**REQUIRED ACTION**
Restate exactly the lines from the top of the listing below to the line containing "fn main() ->"; the remaining lines are not wanted.
◆ ◆ ◆
mod cli;

use e2stb::config;
use e2stb::pvr::{PvrClient, PvrTimer};

use anyhow::{Context, Result};
use clap::Parser;
use cli::{Cli, Commands};
use e2_core::EventBus;
use std::io::Write;
use std::path::Path;
use std::sync::Arc;
use std::time::{Duration, Instant};

fn main() -> Result<()> {
    let cli = Cli::parse();

    // Respect RUST_LOG env var if set, otherwise use defaults based on verbose flag
    let env_filter = std::env::var("RUST_LOG").unwrap_or_else(|_| {
        if cli.verbose {
            "e2stb=trace,e2_backend=debug,e2_timeshift=debug,e2_core=debug".to_string()
        } else {
            "e2stb=info,e2_backend=warn,e2_timeshift=info,e2_core=warn".to_string()
        }
    });

    tracing_subscriber::fmt()
        .with_env_filter(&env_filter)
        .with_writer(std::io::stderr)
        .init();

    match cli.command {
        Commands::Info => show_info(cli.config.as_deref()),
        Commands::Channels { radio, json } => list_channels(cli.config.as_deref(), radio, json),
        Commands::Groups => list_groups(cli.config.as_deref()),
        Commands::Epg {
            channel,
            start,
            end,
            json,
        } => show_epg(cli.config.as_deref(), channel, start, end, json),
        Commands::Timers { json } => list_timers(cli.config.as_deref(), json),
        Commands::Recordings { json } => list_recordings(cli.config.as_deref(), json),
        Commands::Record {
            channel,
            seconds,
            output,
        } => record(cli.config.as_deref(), channel, seconds, &output),
        Commands::Validate { file } => {
            let path = file.or(cli.config);
            validate_config(path.as_deref())
        }
        Commands::Version => {
            println!("e2stb {}", env!("CARGO_PKG_VERSION"));
            Ok(())
        }
    }
}

fn connect(config: config::Config) -> Result<PvrClient> {
    let events = Arc::new(EventBus::default());
    PvrClient::create(config, events).context("Failed to connect to receiver")
}

fn connect_with_path(config_path: Option<&Path>) -> Result<PvrClient> {
    connect(config::load_config_or_default(config_path)?)
}

fn format_time(timestamp: i64) -> String {
    chrono::DateTime::from_timestamp(timestamp, 0)
        .map(|t| t.format("%Y-%m-%d %H:%M").to_string())
        .unwrap_or_else(|| timestamp.to_string())
}

fn show_info(config_path: Option<&Path>) -> Result<()> {
    let client = connect_with_path(config_path)?;
    let device = client.data().device_info();

    println!("Backend: {}", client.backend_name());
    println!("Enigma: {}", device.enigma_version);
    println!("Image: {}", device.image_version);
    println!("Web interface: {}", device.webif_version);
    println!("Connection: {}", client.connection_string());
    println!(
        "Channels: {} TV, {} radio in {} groups",
        client.channels(false).len(),
        client.channels(true).len(),
        client.channel_groups_amount()
    );
    println!("Timers: {}", client.timers_amount());

    match client.drive_space() {
        Ok(space) => println!(
            "Disk: {} MiB used of {} MiB",
            space.used_kib / 1024,
            space.total_kib / 1024
        ),
        Err(e) => println!("Disk: unavailable ({})", e),
    }
    match client.signal_status() {
        Ok(signal) => println!(
            "Signal: SNR {}%, strength {}%, BER {}",
            signal.snr * 100 / 65535,
            signal.signal * 100 / 65535,
            signal.ber
        ),
        Err(e) => println!("Signal: unavailable ({})", e),
    }

    client.destroy();
    Ok(())
}

fn list_channels(config_path: Option<&Path>, radio: bool, json: bool) -> Result<()> {
    let client = connect_with_path(config_path)?;
    let channels = client.data().channels(radio);

    if json {
        println!("{}", serde_json::to_string_pretty(&channels)?);
    } else {
        for channel in &channels {
            println!(
                "{:>4}  {:<30} {}",
                channel.unique_id, channel.name, channel.group_name
            );
        }
        println!("\n{} channels", channels.len());
    }

    client.destroy();
    Ok(())
}

fn list_groups(config_path: Option<&Path>) -> Result<()> {
    let client = connect_with_path(config_path)?;

    for group in client.channel_groups(false) {
        let members = client.channel_group_members(&group.name, false);
        println!("{:<30} {} channels", group.name, members.len());
    }

    client.destroy();
    Ok(())
}

fn show_epg(
    config_path: Option<&Path>,
    channel: u32,
    start: Option<i64>,
    end: Option<i64>,
    json: bool,
) -> Result<()> {
    let client = connect_with_path(config_path)?;
    let start = start.unwrap_or_else(|| chrono::Utc::now().timestamp());
    let entries = client
        .data()
        .epg_for_channel(channel, start, end.unwrap_or(0))?;

    if json {
        println!("{}", serde_json::to_string_pretty(&entries)?);
    } else {
        for entry in &entries {
            println!(
                "{} - {}  {}",
                format_time(entry.start_time),
                format_time(entry.end_time),
                entry.title
            );
            if !entry.plot_outline.is_empty() {
                println!("      {}", entry.plot_outline);
            }
        }
        println!("\n{} events", entries.len());
    }

    client.destroy();
    Ok(())
}

fn list_timers(config_path: Option<&Path>, json: bool) -> Result<()> {
    let client = connect_with_path(config_path)?;
    let timers: Vec<PvrTimer> = client.timers();

    if json {
        println!("{}", serde_json::to_string_pretty(&timers)?);
    } else {
        for timer in &timers {
            println!(
                "[{}] {} - {}  ch {:>4}  {:?}  {}",
                timer.client_index,
                format_time(timer.start_time),
                format_time(timer.end_time),
                timer.client_channel_uid,
                timer.state,
                timer.title
            );
        }
        println!("\n{} timers", timers.len());
    }

    client.destroy();
    Ok(())
}

fn list_recordings(config_path: Option<&Path>, json: bool) -> Result<()> {
    let client = connect_with_path(config_path)?;
    let recordings = client.recordings();

    if json {
        println!("{}", serde_json::to_string_pretty(&recordings)?);
    } else {
        for recording in &recordings {
            println!(
                "{}  {:>4} min  {:<20} {}{}",
                format_time(recording.start_time),
                recording.duration_secs / 60,
                recording.channel_name,
                recording.directory,
                recording.title
            );
        }
        println!("\n{} recordings", recordings.len());
    }

    client.destroy();
    Ok(())
}

fn record(config_path: Option<&Path>, channel: u32, seconds: u64, output: &Path) -> Result<()> {
    let mut config = config::load_config_or_default(config_path)?;
    if !config.timeshift.enabled {
        tracing::info!("Enabling time-shift for this recording");
        config.timeshift.enabled = true;
    }
    let client = connect(config)?;

    if !client.open_live_stream(channel) {
        client.destroy();
        anyhow::bail!("Could not open channel {}", channel);
    }

    let mut file = std::fs::File::create(output)
        .with_context(|| format!("Failed to create output file: {:?}", output))?;

    println!("Recording channel {} for {}s to {:?}", channel, seconds, output);
    let deadline = Instant::now() + Duration::from_secs(seconds);
    let mut buf = vec![0u8; e2_timeshift::STREAM_READ_BUFFER_SIZE];
    let mut total: u64 = 0;

    while Instant::now() < deadline {
        let n = client.read_live_stream(&mut buf);
        if n < 0 {
            tracing::warn!("Live stream stalled");
            break;
        }
        let n = n as usize;
        if n == 0 {
            break;
        }
        file.write_all(&buf[..n])?;
        total += n as u64;
    }

    println!(
        "Wrote {} bytes (buffer holds {} bytes)",
        total,
        client.length_live_stream()
    );
    client.close_live_stream();
    client.destroy();
    Ok(())
}

fn validate_config(path: Option<&Path>) -> Result<()> {
    match path {
        Some(p) => {
            println!("Validating config: {:?}", p);
            let config = config::load_config(p)?;
            println!("✓ Configuration is valid");
            println!(
                "  Receiver: {}:{}",
                config.connection.hostname,
                if config.connection.use_secure_http {
                    config.connection.web_port_https
                } else {
                    config.connection.web_port_http
                }
            );
            println!("  Stream port: {}", config.connection.stream_port);
            println!("  Authentication: {}", config.connection.use_authentication);
            println!("  Timeshift enabled: {}", config.timeshift.enabled);
            println!("  Timeshift buffer: {:?}", config.timeshift.buffer_path);
            println!("  Radio group: {}", config.channels.load_radio_channels_group);
            println!("  Update interval: {} min", config.advanced.update_interval_mins);
            for warning in config.validate() {
                println!("  warning: {}", warning);
            }
        }
        None => {
            println!("No config file specified, using defaults");
            let config = config::Config::default();
            println!("Default config:");
            println!(
                "  Receiver: {}:{}",
                config.connection.hostname, config.connection.web_port_http
            );
        }
    }

    Ok(())
}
◆ ◆ ◆
**WRITTEN RESPONSE**
mod cli;

use e2stb::config;
use e2stb::pvr::{PvrClient, PvrTimer};

use anyhow::{Context, Result};
use clap::Parser;
use cli::{Cli, Commands};
use e2_core::EventBus;
use std::io::Write;
use std::path::Path;
use std::sync::Arc;
use std::time::{Duration, Instant};

fn main() -> Result<()> {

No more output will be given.